WHAT THE EXERCISE ASKS: Look through the entries below and count the lines with "const" in them; the reply is the number alone.

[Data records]
····················

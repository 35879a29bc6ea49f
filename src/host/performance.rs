//! Performance timeline: marks, measures, buffered entries and observers.

use super::event_loop::EventLoop;
use crate::{catch_callback_panic, Result, VitalsError};
use parking_lot::Mutex;
use serde::{Deserialize, Serialize};
use smallvec::SmallVec;
use std::collections::{BTreeMap, HashSet};
use std::fmt;
use std::sync::Arc;
use tracing::{debug, error};

#[derive(Debug, Clone, Copy, PartialEq, Eq, Hash, PartialOrd, Ord, Serialize, Deserialize)]
#[serde(rename_all = "kebab-case")]
pub enum EntryType {
    LargestContentfulPaint,
    LayoutShift,
    Event,
    Paint,
    FirstInput,
    Longtask,
    Navigation,
    Mark,
    Measure,
}

impl EntryType {
    pub const ALL: [EntryType; 9] = [
        EntryType::LargestContentfulPaint,
        EntryType::LayoutShift,
        EntryType::Event,
        EntryType::Paint,
        EntryType::FirstInput,
        EntryType::Longtask,
        EntryType::Navigation,
        EntryType::Mark,
        EntryType::Measure,
    ];

    pub fn as_str(&self) -> &'static str {
        match self {
            EntryType::LargestContentfulPaint => "largest-contentful-paint",
            EntryType::LayoutShift => "layout-shift",
            EntryType::Event => "event",
            EntryType::Paint => "paint",
            EntryType::FirstInput => "first-input",
            EntryType::Longtask => "longtask",
            EntryType::Navigation => "navigation",
            EntryType::Mark => "mark",
            EntryType::Measure => "measure",
        }
    }
}

impl fmt::Display for EntryType {
    fn fmt(&self, f: &mut fmt::Formatter<'_>) -> fmt::Result {
        f.write_str(self.as_str())
    }
}

/// Navigation Timing attributes, in milliseconds since navigation start.
/// Zero means "not reached yet".
#[derive(Debug, Clone, Copy, Default, PartialEq, Serialize, Deserialize)]
pub struct NavigationTiming {
    pub request_start: f64,
    pub response_start: f64,
    pub dom_content_loaded_event_end: f64,
    pub load_event_end: f64,
}

#[derive(Debug, Clone, PartialEq, Serialize, Deserialize)]
pub enum EntryDetail {
    LargestContentfulPaint {
        render_time: f64,
        load_time: f64,
        size: u64,
    },
    LayoutShift {
        value: f64,
        had_recent_input: bool,
    },
    Event {
        processing_delay: f64,
    },
    Paint,
    FirstInput {
        processing_start: f64,
    },
    LongTask,
    Navigation(NavigationTiming),
    Mark,
    Measure,
}

#[derive(Debug, Clone, PartialEq, Serialize, Deserialize)]
pub struct PerformanceEntry {
    pub name: String,
    pub start_time: f64,
    pub duration: f64,
    pub detail: EntryDetail,
}

impl PerformanceEntry {
    pub fn entry_type(&self) -> EntryType {
        match self.detail {
            EntryDetail::LargestContentfulPaint { .. } => EntryType::LargestContentfulPaint,
            EntryDetail::LayoutShift { .. } => EntryType::LayoutShift,
            EntryDetail::Event { .. } => EntryType::Event,
            EntryDetail::Paint => EntryType::Paint,
            EntryDetail::FirstInput { .. } => EntryType::FirstInput,
            EntryDetail::LongTask => EntryType::Longtask,
            EntryDetail::Navigation(_) => EntryType::Navigation,
            EntryDetail::Mark => EntryType::Mark,
            EntryDetail::Measure => EntryType::Measure,
        }
    }

    pub fn largest_contentful_paint(start_time: f64, render_time: f64, load_time: f64, size: u64) -> Self {
        Self {
            name: String::new(),
            start_time,
            duration: 0.0,
            detail: EntryDetail::LargestContentfulPaint {
                render_time,
                load_time,
                size,
            },
        }
    }

    pub fn layout_shift(start_time: f64, value: f64, had_recent_input: bool) -> Self {
        Self {
            name: String::new(),
            start_time,
            duration: 0.0,
            detail: EntryDetail::LayoutShift {
                value,
                had_recent_input,
            },
        }
    }

    /// An Event Timing entry such as `click` or `keydown`.
    pub fn event(name: &str, start_time: f64, processing_delay: f64, duration: f64) -> Self {
        Self {
            name: name.to_string(),
            start_time,
            duration,
            detail: EntryDetail::Event { processing_delay },
        }
    }

    pub fn paint(name: &str, start_time: f64) -> Self {
        Self {
            name: name.to_string(),
            start_time,
            duration: 0.0,
            detail: EntryDetail::Paint,
        }
    }

    pub fn first_input(name: &str, start_time: f64, processing_start: f64) -> Self {
        Self {
            name: name.to_string(),
            start_time,
            duration: 0.0,
            detail: EntryDetail::FirstInput { processing_start },
        }
    }

    pub fn long_task(start_time: f64, duration: f64) -> Self {
        Self {
            name: "self".to_string(),
            start_time,
            duration,
            detail: EntryDetail::LongTask,
        }
    }

    pub fn navigation(url: &str, timing: NavigationTiming) -> Self {
        Self {
            name: url.to_string(),
            start_time: 0.0,
            duration: timing.load_event_end,
            detail: EntryDetail::Navigation(timing),
        }
    }
}

#[derive(Debug, Clone, Copy, PartialEq, Eq, Hash, PartialOrd, Ord, Serialize, Deserialize)]
pub struct ObserverId(u64);

pub type ObserverCallback = Arc<dyn Fn(&[PerformanceEntry]) + Send + Sync>;

struct Observer {
    entry_types: SmallVec<[EntryType; 2]>,
    callback: ObserverCallback,
}

#[derive(Default)]
struct Timeline {
    entries: Vec<PerformanceEntry>,
    observers: BTreeMap<u64, Observer>,
    next_observer: u64,
    navigation: NavigationTiming,
}

/// Mark names that shadow Navigation Timing attributes.
const RESERVED_MARK_NAMES: &[&str] = &[
    "navigationStart",
    "unloadEventStart",
    "unloadEventEnd",
    "redirectStart",
    "redirectEnd",
    "fetchStart",
    "domainLookupStart",
    "domainLookupEnd",
    "connectStart",
    "connectEnd",
    "secureConnectionStart",
    "requestStart",
    "responseStart",
    "responseEnd",
    "domLoading",
    "domInteractive",
    "domContentLoadedEventStart",
    "domContentLoadedEventEnd",
    "domComplete",
    "loadEventStart",
    "loadEventEnd",
];

pub struct Performance {
    timeline: Arc<Mutex<Timeline>>,
    event_loop: Arc<EventLoop>,
    supported: HashSet<EntryType>,
    marks_supported: bool,
}

impl Performance {
    pub fn new(event_loop: Arc<EventLoop>, supported: HashSet<EntryType>, marks_supported: bool) -> Self {
        Self {
            timeline: Arc::new(Mutex::new(Timeline::default())),
            event_loop,
            supported,
            marks_supported,
        }
    }

    pub fn now(&self) -> f64 {
        self.event_loop.now()
    }

    pub fn supports(&self, entry_type: EntryType) -> bool {
        self.supported.contains(&entry_type)
    }

    pub fn supported_entry_types(&self) -> Vec<EntryType> {
        let mut types: Vec<_> = self.supported.iter().copied().collect();
        types.sort();
        types
    }

    pub fn marks_supported(&self) -> bool {
        self.marks_supported
    }

    /// Register an observer for `entry_types`. With `buffered`, entries
    /// recorded before the call are delivered in a microtask.
    pub fn observe(
        &self,
        entry_types: &[EntryType],
        buffered: bool,
        callback: ObserverCallback,
    ) -> Result<ObserverId> {
        if let Some(missing) = entry_types.iter().find(|t| !self.supports(**t)) {
            return Err(VitalsError::UnsupportedEntryType(missing.as_str().to_string()));
        }

        let (id, backlog) = {
            let mut timeline = self.timeline.lock();
            timeline.next_observer += 1;
            let id = timeline.next_observer;
            let backlog: Vec<PerformanceEntry> = if buffered {
                timeline
                    .entries
                    .iter()
                    .filter(|e| entry_types.contains(&e.entry_type()))
                    .cloned()
                    .collect()
            } else {
                Vec::new()
            };
            timeline.observers.insert(
                id,
                Observer {
                    entry_types: entry_types.iter().copied().collect(),
                    callback: callback.clone(),
                },
            );
            (id, backlog)
        };

        if !backlog.is_empty() {
            let timeline = Arc::downgrade(&self.timeline);
            self.event_loop.queue_microtask(Box::new(move || {
                let connected = timeline
                    .upgrade()
                    .map(|t| t.lock().observers.contains_key(&id))
                    .unwrap_or(false);
                if connected {
                    deliver(&callback, &backlog);
                }
            }));
        }

        debug!(observer = id, types = ?entry_types, buffered, "performance observer registered");
        Ok(ObserverId(id))
    }

    pub fn disconnect(&self, id: ObserverId) -> Result<()> {
        match self.timeline.lock().observers.remove(&id.0) {
            Some(_) => Ok(()),
            None => Err(VitalsError::UnknownObserver(id.0)),
        }
    }

    pub fn observer_count(&self) -> usize {
        self.timeline.lock().observers.len()
    }

    /// Append entries to the timeline and hand each observer the slice of
    /// them it asked for, as a single batch.
    pub fn record_entries(&self, entries: Vec<PerformanceEntry>) {
        if entries.is_empty() {
            return;
        }
        let deliveries: Vec<(ObserverCallback, Vec<PerformanceEntry>)> = {
            let mut timeline = self.timeline.lock();
            let deliveries = timeline
                .observers
                .values()
                .filter_map(|observer| {
                    let batch: Vec<PerformanceEntry> = entries
                        .iter()
                        .filter(|e| observer.entry_types.contains(&e.entry_type()))
                        .cloned()
                        .collect();
                    (!batch.is_empty()).then(|| (observer.callback.clone(), batch))
                })
                .collect();
            timeline.entries.extend(entries);
            deliveries
        };

        for (callback, batch) in deliveries {
            deliver(&callback, &batch);
        }
    }

    pub fn record_entry(&self, entry: PerformanceEntry) {
        self.record_entries(vec![entry]);
    }

    pub fn mark(&self, name: &str) -> Result<PerformanceEntry> {
        if !self.marks_supported {
            return Err(VitalsError::Unsupported("performance.mark".to_string()));
        }
        if RESERVED_MARK_NAMES.contains(&name) {
            return Err(VitalsError::InvalidMarkName(name.to_string()));
        }
        let entry = PerformanceEntry {
            name: name.to_string(),
            start_time: self.now(),
            duration: 0.0,
            detail: EntryDetail::Mark,
        };
        self.record_entry(entry.clone());
        Ok(entry)
    }

    /// Measure between two marks; without `end_mark` the measure ends now.
    pub fn measure(&self, name: &str, start_mark: &str, end_mark: Option<&str>) -> Result<PerformanceEntry> {
        if !self.marks_supported {
            return Err(VitalsError::Unsupported("performance.measure".to_string()));
        }
        let start = self
            .latest_mark(start_mark)
            .ok_or_else(|| VitalsError::MissingMark(start_mark.to_string()))?;
        let end = match end_mark {
            Some(end_mark) => self
                .latest_mark(end_mark)
                .ok_or_else(|| VitalsError::MissingMark(end_mark.to_string()))?,
            None => self.now(),
        };
        let entry = PerformanceEntry {
            name: name.to_string(),
            start_time: start,
            duration: end - start,
            detail: EntryDetail::Measure,
        };
        self.record_entry(entry.clone());
        Ok(entry)
    }

    fn latest_mark(&self, name: &str) -> Option<f64> {
        self.timeline
            .lock()
            .entries
            .iter()
            .rev()
            .find(|e| e.name == name && e.entry_type() == EntryType::Mark)
            .map(|e| e.start_time)
    }

    pub fn clear_marks(&self, name: Option<&str>) {
        self.clear(EntryType::Mark, name);
    }

    pub fn clear_measures(&self, name: Option<&str>) {
        self.clear(EntryType::Measure, name);
    }

    fn clear(&self, entry_type: EntryType, name: Option<&str>) {
        self.timeline.lock().entries.retain(|e| {
            e.entry_type() != entry_type || name.is_some_and(|n| n != e.name)
        });
    }

    pub fn get_entries_by_type(&self, entry_type: EntryType) -> Vec<PerformanceEntry> {
        self.timeline
            .lock()
            .entries
            .iter()
            .filter(|e| e.entry_type() == entry_type)
            .cloned()
            .collect()
    }

    pub fn get_entries_by_name(&self, name: &str) -> Vec<PerformanceEntry> {
        self.timeline
            .lock()
            .entries
            .iter()
            .filter(|e| e.name == name)
            .cloned()
            .collect()
    }

    pub fn navigation_timing(&self) -> NavigationTiming {
        self.timeline.lock().navigation
    }

    pub(crate) fn update_navigation_timing<F>(&self, update: F) -> NavigationTiming
    where
        F: FnOnce(&mut NavigationTiming),
    {
        let mut timeline = self.timeline.lock();
        update(&mut timeline.navigation);
        timeline.navigation
    }
}

fn deliver(callback: &ObserverCallback, batch: &[PerformanceEntry]) {
    if let Err(e) = catch_callback_panic(|| callback(batch)) {
        error!(entries = batch.len(), "performance observer callback failed: {e}");
    }
}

····················

OUTPUT BELOW: 2